Ketika siswa merasa bisa - sedang sebenarnya ia hanya menutupi rasa malu, merasa pintar, jangan dimarahi. Hindari kata-kata, bahasa, yg menghakimi bahwa ia tak bisa : meski sebenarnya ia memang tak bisa. Berikan treatmen, percobaan, ujian, soal, berkali-kali agar ia membuktikan sendiri bahwa ia sebenarnya tak bisa. Selanjutnya, gunakan pendekatan afirmatif, mengajak, meminta persetujuan agar ia mau dituntun, belajar bersama gurunya tentang itu.


Bodoh itu ada 2 - seperti sakit, bodoh yg tak bisa disembuhkan, kedua, bodoh yg tak mau disembuhkan. Untuk yg pertama - bodoh yg tak bisa disembuhkan, aku tak percaya. Sedang yg kedua, seorang guru harus seperti seorang 'psikopath', yg melukai seseorang dengan tersenyum senang. Dalam hal ini, adalah kebodohan yg salah tempat yg seharusnya dilukai, bahkan dimatikan. Lalu, adakah kebodohan yg tak salah tempat? Ada. Seekor burung tak perlu mahir berenang. Ia ahli dalam penerbangan, tapi tak apa bodoh dalam berenang.
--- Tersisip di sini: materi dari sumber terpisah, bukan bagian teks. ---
/*!
 * Tests for application configuration
 */

use anyhow::Result;
use podscript::app_config::{Config, LogLevel};
use crate::common;

#[test]
fn test_default_config_shouldBeValid() {
    let config = Config::default();

    assert!(config.validate().is_ok());
    assert!(!config.include_timestamps);
    assert!(config.skip_existing);
    assert_eq!(config.identifier_prefix, "PodcastContent");
    assert!(config.ttml_dir.ends_with("Library/Cache/Assets/TTML"));
    assert!(config.database_path.ends_with("Documents/MTLibrary.sqlite"));
    assert_eq!(config.log_level, LogLevel::Info);
}

#[test]
fn test_validate_withZeroConcurrency_shouldFail() {
    let config = Config {
        concurrency: 0,
        ..Config::default()
    };

    assert!(config.validate().is_err());
}

#[test]
fn test_validate_withEmptyPrefix_shouldFail() {
    let config = Config {
        identifier_prefix: String::new(),
        ..Config::default()
    };

    assert!(config.validate().is_err());
}

#[test]
fn test_load_or_create_withMissingFile_shouldWriteDefaults() -> Result<()> {
    let temp_dir = common::create_temp_dir()?;
    let path = temp_dir.path().join("conf.json");

    let config = Config::load_or_create(&path)?;

    assert!(path.exists());
    assert_eq!(config.concurrency, Config::default().concurrency);

    Ok(())
}

#[test]
fn test_load_or_create_withPartialFile_shouldFillDefaults() -> Result<()> {
    let temp_dir = common::create_temp_dir()?;
    let path = common::create_test_file(
        temp_dir.path(),
        "conf.json",
        r#"{ "include_timestamps": true, "log_level": "debug", "fetch": { "country": "gb" } }"#,
    )?;

    let config = Config::load_or_create(&path)?;

    assert!(config.include_timestamps);
    assert_eq!(config.log_level, LogLevel::Debug);
    assert_eq!(config.fetch.country, "gb");
    assert_eq!(config.fetch.language, "en-US");
    assert_eq!(config.fetch.timeout_secs, 30);
    assert!(config.skip_existing);

    Ok(())
}

#[test]
fn test_load_or_create_withInvalidJson_shouldFail() -> Result<()> {
    let temp_dir = common::create_temp_dir()?;
    let path = common::create_test_file(temp_dir.path(), "conf.json", "{ not json")?;

    assert!(Config::load_or_create(&path).is_err());

    Ok(())
}

#[test]
fn test_save_then_load_shouldPreserveOverrides() -> Result<()> {
    let temp_dir = common::create_temp_dir()?;
    let path = temp_dir.path().join("conf.json");
    let config = Config {
        concurrency: 9,
        include_timestamps: true,
        ..Config::default()
    };

    config.save(&path)?;
    let loaded = Config::load_or_create(&path)?;

    assert_eq!(loaded.concurrency, 9);
    assert!(loaded.include_timestamps);

    Ok(())
}

#[test]
fn test_fetch_config_has_signature_shouldRequireBothHeaders() {
    let mut config = Config::default();
    assert!(!config.fetch.has_signature());

    config.fetch.request_timestamp = "1700000000".to_string();
    assert!(!config.fetch.has_signature());

    config.fetch.action_signature = "signature".to_string();
    assert!(config.fetch.has_signature());
}

#[test]
fn test_log_level_to_level_filter_shouldMapEachLevel() {
    assert_eq!(LogLevel::Error.to_level_filter(), log::LevelFilter::Error);
    assert_eq!(LogLevel::Trace.to_level_filter(), log::LevelFilter::Trace);
}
Di sanalah beda antara guru dan pengajar. Seorang pengajar tak perlu peduli dengan kemanusiaan (akal, rasa/hati, kehidupan) muridnya. Ia hanya mengajar. Materi ajar selesai, tugas tuntas.
Sedang guru, adalah derajat 'bunuh diri'. Ia harus mencerdaskan manusia, yg belum tentu mau dicerdaskan, atau, justru menganggapnya sok tahu : belagu. Seorang guru sewajarnya 'membunuh' ego-nya, menomorduakan hidupnya, seperti seorang ksatria. Seperti Guevara yg tak nyaman dengan kasur dan keluarga yg menyenangkan. Seperti Hanzalah yg memilih perang daripada malam pertama yg begitu indah. Seperti Al Ghifari yg memilih menyepi dari keriuhan para sahabat yg mulai mengartisempitkan Islam.

Menjadi seorang guru adalah takdir 'bunuh diri', itu mengapa lebih menyenangkan menjadi pengajar, tukang ajar, buruh ajar. Dan itu saya : buruh ajar. Bukan orang lain.



Tags

Post a Comment

0Comments
Post a Comment (0)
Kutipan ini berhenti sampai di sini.